I felt it on Christmas Eve in 2011 when he’d rang our phone complaining of chest pain. When I watched my mum’s face turn white, saw her run from the house and swing the car out of Ash Close. When I forced a number I’d rang a million times in to the phone with numb hands, selfish, young, desperate – “Grandad, please don’t die.” Those tears… They’re tears from deep in the chest, awash with the poison of pain. Tears caused only by the spectre of death, who whispers the question like a January wind down your neck: What if this is the last time you say goodbye?

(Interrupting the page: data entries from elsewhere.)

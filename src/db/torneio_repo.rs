use anyhow::{Context, Result};
use chrono::{DateTime, Utc};
use sqlx::PgPool;

use crate::db::models::{Inscricao, RankingEntry, StatusTorneio, Torneio};

const TORNEIO_COLUMNS: &str =
    "id, loja_id, nome, descricao, jogo, data_inicio, vagas, taxa_inscricao, status";

pub struct NovoTorneio<'a> {
    pub nome: &'a str,
    pub descricao: Option<&'a str>,
    pub jogo: Option<&'a str>,
    pub data_inicio: DateTime<Utc>,
    pub vagas: Option<i32>,
    pub taxa_inscricao: f64,
}

#[derive(Default)]
pub struct TorneioChanges<'a> {
    pub nome: Option<&'a str>,
    pub descricao: Option<&'a str>,
    pub jogo: Option<&'a str>,
    pub data_inicio: Option<DateTime<Utc>>,
    pub vagas: Option<i32>,
    pub taxa_inscricao: Option<f64>,
}

/// Result of a player trying to join a tournament.
#[derive(Debug, PartialEq, Eq)]
pub enum Enrollment {
    Enrolled,
    NotFound,
    Closed,
    AlreadyEnrolled,
    Full,
}

/// Result of an owner editing a tournament.
#[derive(Debug)]
pub enum Update {
    Updated(Torneio),
    NotFound,
    /// The new `vagas` is below the number of players already enrolled.
    BelowEnrolled(i64),
}

pub async fn insert(db: &PgPool, loja_id: i32, t: &NovoTorneio<'_>) -> Result<Torneio> {
    sqlx::query_as::<_, Torneio>(&format!(
        r#"INSERT INTO torneios (loja_id, nome, descricao, jogo, data_inicio, vagas, taxa_inscricao)
           VALUES ($1, $2, $3, $4, $5, $6, $7)
           RETURNING {TORNEIO_COLUMNS}"#
    ))
    .bind(loja_id)
    .bind(t.nome)
    .bind(t.descricao)
    .bind(t.jogo)
    .bind(t.data_inicio)
    .bind(t.vagas)
    .bind(t.taxa_inscricao)
    .fetch_one(db)
    .await
    .context("inserting torneio")
}

pub async fn get(db: &PgPool, id: i32) -> Result<Option<Torneio>> {
    sqlx::query_as::<_, Torneio>(&format!("SELECT {TORNEIO_COLUMNS} FROM torneios WHERE id = $1"))
        .bind(id)
        .fetch_optional(db)
        .await
        .context("fetching torneio")
}

/// Optional filters are ignored when `None`.
pub async fn list(
    db: &PgPool,
    loja_id: Option<i32>,
    status: Option<StatusTorneio>,
) -> Result<Vec<Torneio>> {
    sqlx::query_as::<_, Torneio>(&format!(
        r#"SELECT {TORNEIO_COLUMNS}
             FROM torneios
            WHERE ($1::INTEGER IS NULL OR loja_id = $1)
              AND ($2::status_torneio IS NULL OR status = $2)
            ORDER BY data_inicio DESC, id"#
    ))
    .bind(loja_id)
    .bind(status)
    .fetch_all(db)
    .await
    .context("listing torneios")
}

/// Applies a partial update. The row is locked while a new `vagas` is checked
/// against current enrollments, mirroring `enroll`.
pub async fn update(db: &PgPool, id: i32, changes: &TorneioChanges<'_>) -> Result<Update> {
    let mut tx = db.begin().await?;

    let locked = sqlx::query_scalar::<_, i32>("SELECT id FROM torneios WHERE id = $1 FOR UPDATE")
        .bind(id)
        .fetch_optional(&mut *tx)
        .await
        .context("locking torneio")?;
    if locked.is_none() {
        return Ok(Update::NotFound);
    }

    if let Some(vagas) = changes.vagas {
        let inscritos = sqlx::query_scalar::<_, i64>(
            "SELECT COUNT(*) FROM torneio_jogadores WHERE torneio_id = $1",
        )
        .bind(id)
        .fetch_one(&mut *tx)
        .await
        .context("counting inscricoes")?;
        if inscritos > i64::from(vagas) {
            return Ok(Update::BelowEnrolled(inscritos));
        }
    }

    let torneio = sqlx::query_as::<_, Torneio>(&format!(
        r#"UPDATE torneios
              SET nome           = COALESCE($2, nome),
                  descricao      = COALESCE($3, descricao),
                  jogo           = COALESCE($4, jogo),
                  data_inicio    = COALESCE($5, data_inicio),
                  vagas          = COALESCE($6, vagas),
                  taxa_inscricao = COALESCE($7, taxa_inscricao)
            WHERE id = $1
        RETURNING {TORNEIO_COLUMNS}"#
    ))
    .bind(id)
    .bind(changes.nome)
    .bind(changes.descricao)
    .bind(changes.jogo)
    .bind(changes.data_inicio)
    .bind(changes.vagas)
    .bind(changes.taxa_inscricao)
    .fetch_one(&mut *tx)
    .await
    .context("updating torneio")?;

    tx.commit().await?;
    Ok(Update::Updated(torneio))
}

pub async fn set_status(db: &PgPool, id: i32, status: StatusTorneio) -> Result<Option<Torneio>> {
    sqlx::query_as::<_, Torneio>(&format!(
        "UPDATE torneios SET status = $2 WHERE id = $1 RETURNING {TORNEIO_COLUMNS}"
    ))
    .bind(id)
    .bind(status)
    .fetch_optional(db)
    .await
    .context("updating torneio status")
}

pub async fn delete(db: &PgPool, id: i32) -> Result<bool> {
    let rows = sqlx::query("DELETE FROM torneios WHERE id = $1")
        .bind(id)
        .execute(db)
        .await
        .context("deleting torneio")?
        .rows_affected();
    Ok(rows > 0)
}

/// Enrolls a player. The tournament row is locked so capacity checks and the
/// insert are not raced by concurrent enrollments.
pub async fn enroll(db: &PgPool, torneio_id: i32, jogador_id: i32) -> Result<Enrollment> {
    let mut tx = db.begin().await?;

    let torneio = sqlx::query_as::<_, (StatusTorneio, Option<i32>)>(
        "SELECT status, vagas FROM torneios WHERE id = $1 FOR UPDATE",
    )
    .bind(torneio_id)
    .fetch_optional(&mut *tx)
    .await
    .context("locking torneio")?;

    let Some((status, vagas)) = torneio else {
        return Ok(Enrollment::NotFound);
    };
    if status != StatusTorneio::Aberto {
        return Ok(Enrollment::Closed);
    }

    let (inscritos, ja_inscrito) = sqlx::query_as::<_, (i64, bool)>(
        r#"SELECT COUNT(*), COALESCE(BOOL_OR(jogador_id = $2), FALSE)
             FROM torneio_jogadores
            WHERE torneio_id = $1"#,
    )
    .bind(torneio_id)
    .bind(jogador_id)
    .fetch_one(&mut *tx)
    .await
    .context("counting inscricoes")?;

    if ja_inscrito {
        return Ok(Enrollment::AlreadyEnrolled);
    }
    if vagas.is_some_and(|v| inscritos >= i64::from(v)) {
        return Ok(Enrollment::Full);
    }

    sqlx::query("INSERT INTO torneio_jogadores (torneio_id, jogador_id) VALUES ($1, $2)")
        .bind(torneio_id)
        .bind(jogador_id)
        .execute(&mut *tx)
        .await
        .context("inserting inscricao")?;

    tx.commit().await?;
    Ok(Enrollment::Enrolled)
}

pub async fn participants(db: &PgPool, torneio_id: i32) -> Result<Vec<Inscricao>> {
    sqlx::query_as::<_, Inscricao>(
        r#"SELECT tj.torneio_id, tj.jogador_id, j.nome AS jogador_nome,
                  tj.pontuacao, tj.data_inscricao
             FROM torneio_jogadores tj
             JOIN jogadores j ON j.id = tj.jogador_id
            WHERE tj.torneio_id = $1
            ORDER BY tj.pontuacao DESC, tj.data_inscricao"#,
    )
    .bind(torneio_id)
    .fetch_all(db)
    .await
    .context("listing inscricoes")
}

/// Returns false if the player is not enrolled in the tournament.
pub async fn set_score(db: &PgPool, torneio_id: i32, jogador_id: i32, pontuacao: i32) -> Result<bool> {
    let rows = sqlx::query(
        "UPDATE torneio_jogadores SET pontuacao = $3 WHERE torneio_id = $1 AND jogador_id = $2",
    )
    .bind(torneio_id)
    .bind(jogador_id)
    .bind(pontuacao)
    .execute(db)
    .await
    .context("updating pontuacao")?
    .rows_affected();
    Ok(rows > 0)
}

/// Total points over finished tournaments, optionally of one store.
pub async fn ranking(db: &PgPool, loja_id: Option<i32>, limit: i64) -> Result<Vec<RankingEntry>> {
    sqlx::query_as::<_, RankingEntry>(
        r#"SELECT j.id AS jogador_id, j.nome,
                  SUM(tj.pontuacao)::BIGINT AS pontuacao,
                  COUNT(*)                  AS torneios
             FROM torneio_jogadores tj
             JOIN torneios  t ON t.id = tj.torneio_id
             JOIN jogadores j ON j.id = tj.jogador_id
            WHERE t.status = 'FINALIZADO'
              AND ($1::INTEGER IS NULL OR t.loja_id = $1)
            GROUP BY j.id, j.nome
            ORDER BY pontuacao DESC, torneios DESC, j.id
            LIMIT $2"#,
    )
    .bind(loja_id)
    .bind(limit)
    .fetch_all(db)
    .await
    .context("computing ranking")
}
use actix_cors::Cors;
use actix_files::Files;
use actix_web::{middleware, web, App, HttpServer};
use anyhow::Context;
use sqlx::postgres::PgPoolOptions;
use topdecked_server::{config::Settings, http, metrics, security::TokenKeys, MIGRATOR};

#[actix_web::main]
async fn main() -> anyhow::Result<()> {
    dotenvy::dotenv().ok();
    env_logger::init();

    // Configuration
    let settings = Settings::from_env()?;
    let keys = TokenKeys::from_settings(&settings.security)?;
    let prometheus = metrics::middleware(&settings.api_prefix)?;

    // Postgres pool
    let db_pool = PgPoolOptions::new()
        .max_connections(settings.db_max_connections)
        .connect(&settings.database_url)
        .await
        .context("failed to create Postgres pool")?;

    MIGRATOR.run(&db_pool).await.context("running migrations")?;

    std::fs::create_dir_all(&settings.upload_dir)
        .with_context(|| format!("creating upload dir {}", settings.upload_dir))?;

    log::info!(
        "listening on {} (api prefix {:?}, {} CORS origins)",
        settings.server_addr,
        settings.api_prefix,
        settings.allowed_origins.len()
    );

    let server_addr = settings.server_addr.clone();
    let settings = web::Data::new(settings);
    let keys = web::Data::new(keys);
    let db_pool = web::Data::new(db_pool);

    HttpServer::new(move || {
        let cors = settings
            .allowed_origins
            .iter()
            .fold(Cors::default(), |cors, origin| cors.allowed_origin(origin))
            .allow_any_method()
            .allow_any_header()
            .supports_credentials();
        let prefix = settings.api_prefix.clone();

        App::new()
            .wrap(middleware::NormalizePath::trim())
            .wrap(cors)
            .wrap(middleware::Logger::default())
            .wrap(prometheus.clone())
            .app_data(db_pool.clone())
            .app_data(keys.clone())
            .app_data(settings.clone())
            .service(Files::new("/uploads", &settings.upload_dir))
            .configure(move |cfg| http::routes::init_routes(cfg, &prefix))
    })
    .bind(&server_addr)?
    .run()
    .await?;

    Ok(())
}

In a way, the spectre of death casts a shadow over us all. When we are young (as I still am in many ways), he walks a hundred paces behind and so you barely notice him. You are fast and able and you feel like he’ll never catch you. But, when you get old, your legs become weary and your footsteps slow… so he catches up. He stands behind you when you’re old, his black cloak licking at your heels. That’s why old people are cold all the time.

It is this spectre, reader, breathing down the necks of the old that keeps me awake sometimes. Because, yes, he follows us all, but he is standing on my grandad’s feet. Like his other kids, like Gary and David last January, I am conscious that it’s only a matter of time before the spectre of death lays a hand on his shoulder.

That is my darkest thought – I have many light ones, too, so don’t worry. I believe the reality we construct for ourselves in our heads is our responsibility. We can choose to build a palace or a prison; a pair of white wings or a spectre of death. But, alas, I am human. This body shackles me to a reality that is not always beautiful and poetic.

Which brings me back to my story. Our final stop on a tight two-day schedule in the North East was Seaham. Uncle Vince is not my uncle at all, he is grandad’s brother, but as I’ve grown up hearing him called that it has stuck in my head. I’d never been to his house before and I’d only met him once before that I can remember. He answered the door almost at the same time grandad knocked, and both brothers’ eyes, blue as the North Sea, were glazed with tears as they embraced.

The visit was short and sad in many ways. Vince asked after Hilda, my Nana, and Mary, his wife. We couldn’t bring ourselves to tell him they were long dead. The spectre of death and I listened in silence as the brothers reminisced. “I was always the bonny one, Bill,” Vince said, laughing freely, full of innocent joy. “You were the daft one.”

As we sat in the airport that night, both exhausted, I could see in his eyes that he was content. No price can be put on that. Though this 90th birthday weekend had cost me hundreds, been hard work logistically and involved reuniting with family I’d had no idea if I would ever see again, I’d do it again in a heartbeat.

Today, on January 4th, the 13th anniversary of Nana’s death, Vince joined Mary in heaven. I told grandad a story not about the spectre of death, but about a pair of white wings.

Grandad told me to tell you only that his beautiful wife and his little brother will always be loved.